YOUR TASK
The output is the lines below from the one with "development data directory." through the one with "pub type Repository", both included, printed exactly and with no other line.

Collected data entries

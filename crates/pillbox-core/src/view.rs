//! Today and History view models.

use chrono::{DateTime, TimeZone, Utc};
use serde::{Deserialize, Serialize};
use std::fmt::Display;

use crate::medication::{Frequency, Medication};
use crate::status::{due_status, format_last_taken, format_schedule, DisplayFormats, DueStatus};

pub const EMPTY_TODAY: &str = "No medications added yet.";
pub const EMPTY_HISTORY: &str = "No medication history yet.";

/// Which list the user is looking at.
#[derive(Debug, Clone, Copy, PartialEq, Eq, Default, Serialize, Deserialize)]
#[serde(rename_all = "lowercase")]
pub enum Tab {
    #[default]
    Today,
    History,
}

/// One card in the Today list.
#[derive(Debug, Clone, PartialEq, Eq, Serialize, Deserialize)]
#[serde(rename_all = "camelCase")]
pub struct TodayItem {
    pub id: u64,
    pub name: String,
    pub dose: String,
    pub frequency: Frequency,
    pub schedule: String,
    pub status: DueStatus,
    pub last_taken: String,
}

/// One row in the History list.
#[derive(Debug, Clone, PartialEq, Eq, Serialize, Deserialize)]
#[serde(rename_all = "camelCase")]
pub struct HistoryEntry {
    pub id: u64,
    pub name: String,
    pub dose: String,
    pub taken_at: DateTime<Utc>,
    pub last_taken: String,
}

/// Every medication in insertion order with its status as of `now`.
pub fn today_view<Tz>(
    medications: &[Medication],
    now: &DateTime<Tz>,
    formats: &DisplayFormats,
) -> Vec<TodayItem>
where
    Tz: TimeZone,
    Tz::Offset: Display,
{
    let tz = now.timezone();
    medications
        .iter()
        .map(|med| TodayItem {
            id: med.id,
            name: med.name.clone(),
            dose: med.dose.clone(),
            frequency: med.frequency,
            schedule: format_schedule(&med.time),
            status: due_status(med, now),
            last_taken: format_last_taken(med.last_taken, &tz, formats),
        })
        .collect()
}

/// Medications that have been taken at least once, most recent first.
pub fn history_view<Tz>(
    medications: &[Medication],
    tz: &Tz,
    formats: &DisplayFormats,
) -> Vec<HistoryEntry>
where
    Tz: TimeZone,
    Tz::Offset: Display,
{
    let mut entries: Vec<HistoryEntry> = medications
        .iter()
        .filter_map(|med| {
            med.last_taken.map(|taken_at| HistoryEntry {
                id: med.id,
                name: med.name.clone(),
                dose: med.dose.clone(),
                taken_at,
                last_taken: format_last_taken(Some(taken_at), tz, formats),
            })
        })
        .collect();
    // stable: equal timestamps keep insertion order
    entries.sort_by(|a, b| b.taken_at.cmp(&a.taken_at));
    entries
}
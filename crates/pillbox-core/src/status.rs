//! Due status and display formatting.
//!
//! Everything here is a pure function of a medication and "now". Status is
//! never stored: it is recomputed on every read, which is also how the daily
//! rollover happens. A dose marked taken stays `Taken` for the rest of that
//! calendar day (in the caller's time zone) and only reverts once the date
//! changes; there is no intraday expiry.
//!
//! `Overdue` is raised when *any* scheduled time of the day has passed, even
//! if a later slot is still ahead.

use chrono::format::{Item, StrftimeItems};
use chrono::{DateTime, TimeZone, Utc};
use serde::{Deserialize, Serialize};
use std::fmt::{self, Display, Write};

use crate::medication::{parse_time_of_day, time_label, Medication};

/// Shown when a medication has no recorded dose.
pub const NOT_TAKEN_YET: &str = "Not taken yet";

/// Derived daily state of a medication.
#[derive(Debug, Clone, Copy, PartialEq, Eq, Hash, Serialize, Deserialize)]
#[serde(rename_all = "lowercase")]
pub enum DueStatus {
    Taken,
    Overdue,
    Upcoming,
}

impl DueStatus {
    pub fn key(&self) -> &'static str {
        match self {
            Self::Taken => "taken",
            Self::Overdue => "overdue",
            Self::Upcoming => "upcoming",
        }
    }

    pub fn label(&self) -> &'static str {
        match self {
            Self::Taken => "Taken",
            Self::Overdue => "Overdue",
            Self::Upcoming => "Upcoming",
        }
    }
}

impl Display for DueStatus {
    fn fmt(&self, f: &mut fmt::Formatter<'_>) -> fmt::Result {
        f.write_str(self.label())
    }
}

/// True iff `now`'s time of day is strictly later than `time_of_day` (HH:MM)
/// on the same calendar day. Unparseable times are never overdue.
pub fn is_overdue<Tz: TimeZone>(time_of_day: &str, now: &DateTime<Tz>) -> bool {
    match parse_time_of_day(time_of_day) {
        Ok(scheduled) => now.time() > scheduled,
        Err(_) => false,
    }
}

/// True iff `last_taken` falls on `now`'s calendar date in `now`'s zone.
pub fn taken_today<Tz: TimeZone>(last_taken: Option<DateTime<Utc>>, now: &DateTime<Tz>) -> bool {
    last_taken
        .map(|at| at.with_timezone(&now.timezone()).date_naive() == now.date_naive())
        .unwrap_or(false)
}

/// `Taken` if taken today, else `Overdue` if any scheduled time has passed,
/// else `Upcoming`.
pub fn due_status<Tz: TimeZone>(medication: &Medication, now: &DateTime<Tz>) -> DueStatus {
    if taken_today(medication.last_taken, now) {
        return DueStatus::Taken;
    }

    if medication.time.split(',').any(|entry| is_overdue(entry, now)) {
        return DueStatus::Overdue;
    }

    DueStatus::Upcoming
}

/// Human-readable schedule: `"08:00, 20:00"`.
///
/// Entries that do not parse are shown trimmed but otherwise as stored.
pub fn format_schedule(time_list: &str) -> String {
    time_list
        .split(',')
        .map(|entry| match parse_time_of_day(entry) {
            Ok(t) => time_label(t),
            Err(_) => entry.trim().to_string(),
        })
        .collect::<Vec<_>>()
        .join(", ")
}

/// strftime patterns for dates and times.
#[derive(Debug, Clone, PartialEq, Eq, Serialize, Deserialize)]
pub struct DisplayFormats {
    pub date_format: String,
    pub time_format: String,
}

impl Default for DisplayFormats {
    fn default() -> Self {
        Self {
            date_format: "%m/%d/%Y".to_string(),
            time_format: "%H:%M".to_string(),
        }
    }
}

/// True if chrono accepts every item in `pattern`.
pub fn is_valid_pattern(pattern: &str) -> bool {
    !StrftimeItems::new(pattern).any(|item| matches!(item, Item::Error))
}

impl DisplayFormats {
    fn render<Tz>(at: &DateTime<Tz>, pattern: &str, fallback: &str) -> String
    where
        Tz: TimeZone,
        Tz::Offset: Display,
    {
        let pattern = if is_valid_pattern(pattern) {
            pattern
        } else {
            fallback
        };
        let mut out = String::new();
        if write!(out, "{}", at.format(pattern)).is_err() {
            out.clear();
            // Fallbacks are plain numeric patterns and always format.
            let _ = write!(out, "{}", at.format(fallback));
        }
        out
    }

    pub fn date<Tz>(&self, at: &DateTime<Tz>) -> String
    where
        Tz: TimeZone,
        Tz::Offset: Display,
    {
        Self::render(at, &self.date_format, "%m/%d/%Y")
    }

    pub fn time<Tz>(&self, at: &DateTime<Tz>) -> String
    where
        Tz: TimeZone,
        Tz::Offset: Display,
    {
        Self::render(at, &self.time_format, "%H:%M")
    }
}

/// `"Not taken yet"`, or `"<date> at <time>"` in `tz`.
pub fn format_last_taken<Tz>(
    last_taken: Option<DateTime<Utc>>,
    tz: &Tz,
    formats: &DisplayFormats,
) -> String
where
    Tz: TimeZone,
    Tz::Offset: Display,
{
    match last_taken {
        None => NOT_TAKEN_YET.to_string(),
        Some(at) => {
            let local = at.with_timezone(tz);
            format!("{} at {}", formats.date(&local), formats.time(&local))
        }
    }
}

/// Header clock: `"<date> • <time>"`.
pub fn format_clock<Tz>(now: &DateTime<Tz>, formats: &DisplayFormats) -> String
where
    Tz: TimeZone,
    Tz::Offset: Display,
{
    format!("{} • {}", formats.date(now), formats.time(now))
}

...

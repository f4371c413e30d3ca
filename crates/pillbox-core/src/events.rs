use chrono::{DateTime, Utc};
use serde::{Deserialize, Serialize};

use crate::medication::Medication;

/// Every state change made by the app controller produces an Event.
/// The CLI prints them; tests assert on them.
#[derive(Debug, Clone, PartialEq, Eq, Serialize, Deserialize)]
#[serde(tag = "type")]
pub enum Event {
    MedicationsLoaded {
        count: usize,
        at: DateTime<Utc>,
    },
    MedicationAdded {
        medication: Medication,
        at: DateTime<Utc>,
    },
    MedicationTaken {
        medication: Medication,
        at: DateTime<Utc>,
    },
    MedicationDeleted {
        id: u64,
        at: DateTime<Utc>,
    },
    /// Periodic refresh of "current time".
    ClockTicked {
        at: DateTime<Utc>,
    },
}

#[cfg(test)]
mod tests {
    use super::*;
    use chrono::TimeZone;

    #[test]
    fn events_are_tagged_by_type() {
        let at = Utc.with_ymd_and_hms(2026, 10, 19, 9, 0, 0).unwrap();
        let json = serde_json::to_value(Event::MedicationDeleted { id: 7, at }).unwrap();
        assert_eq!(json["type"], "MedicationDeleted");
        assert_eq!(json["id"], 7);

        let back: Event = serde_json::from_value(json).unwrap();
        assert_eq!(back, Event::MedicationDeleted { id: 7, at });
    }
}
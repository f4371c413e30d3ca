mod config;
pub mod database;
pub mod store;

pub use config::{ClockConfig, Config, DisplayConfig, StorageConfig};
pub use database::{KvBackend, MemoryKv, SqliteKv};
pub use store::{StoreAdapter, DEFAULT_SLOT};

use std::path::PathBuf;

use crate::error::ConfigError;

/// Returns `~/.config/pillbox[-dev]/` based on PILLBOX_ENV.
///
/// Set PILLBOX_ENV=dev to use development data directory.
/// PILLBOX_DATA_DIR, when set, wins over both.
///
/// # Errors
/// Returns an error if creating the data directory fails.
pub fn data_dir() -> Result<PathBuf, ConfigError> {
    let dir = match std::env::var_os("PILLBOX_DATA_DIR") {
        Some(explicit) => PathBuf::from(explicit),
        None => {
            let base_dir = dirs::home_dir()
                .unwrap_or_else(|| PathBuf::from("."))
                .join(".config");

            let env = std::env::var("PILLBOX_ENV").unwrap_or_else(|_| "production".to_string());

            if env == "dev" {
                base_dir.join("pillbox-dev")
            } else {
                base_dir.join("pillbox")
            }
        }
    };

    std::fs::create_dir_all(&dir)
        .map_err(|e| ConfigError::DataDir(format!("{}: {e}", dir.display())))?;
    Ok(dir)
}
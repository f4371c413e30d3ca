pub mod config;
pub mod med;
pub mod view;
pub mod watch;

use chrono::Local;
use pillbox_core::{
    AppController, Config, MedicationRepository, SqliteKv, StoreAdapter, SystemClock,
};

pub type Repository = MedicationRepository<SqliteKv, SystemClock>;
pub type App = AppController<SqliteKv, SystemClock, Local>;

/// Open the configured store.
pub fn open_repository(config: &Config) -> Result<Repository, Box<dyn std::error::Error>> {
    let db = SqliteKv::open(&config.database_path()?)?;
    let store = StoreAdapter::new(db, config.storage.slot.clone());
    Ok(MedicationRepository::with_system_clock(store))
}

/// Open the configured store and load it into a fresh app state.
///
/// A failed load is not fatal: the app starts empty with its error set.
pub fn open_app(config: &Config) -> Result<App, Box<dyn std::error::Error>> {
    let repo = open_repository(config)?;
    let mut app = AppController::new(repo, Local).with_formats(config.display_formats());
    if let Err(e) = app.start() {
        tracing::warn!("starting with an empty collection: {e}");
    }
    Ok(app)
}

TASK SOLUTION
/// Set PILLBOX_ENV=dev to use development data directory.
/// PILLBOX_DATA_DIR, when set, wins over both.
///
/// # Errors
/// Returns an error if creating the data directory fails.
pub fn data_dir() -> Result<PathBuf, ConfigError> {
    let dir = match std::env::var_os("PILLBOX_DATA_DIR") {
        Some(explicit) => PathBuf::from(explicit),
        None => {
            let base_dir = dirs::home_dir()
                .unwrap_or_else(|| PathBuf::from("."))
                .join(".config");

            let env = std::env::var("PILLBOX_ENV").unwrap_or_else(|_| "production".to_string());

            if env == "dev" {
                base_dir.join("pillbox-dev")
            } else {
                base_dir.join("pillbox")
            }
        }
    };

    std::fs::create_dir_all(&dir)
        .map_err(|e| ConfigError::DataDir(format!("{}: {e}", dir.display())))?;
    Ok(dir)
}
repository f4371c413e30d3ca
pub mod config;
pub mod med;
pub mod view;
pub mod watch;

use chrono::Local;
use pillbox_core::{
    AppController, Config, MedicationRepository, SqliteKv, StoreAdapter, SystemClock,
};

pub type Repository = MedicationRepository<SqliteKv, SystemClock>;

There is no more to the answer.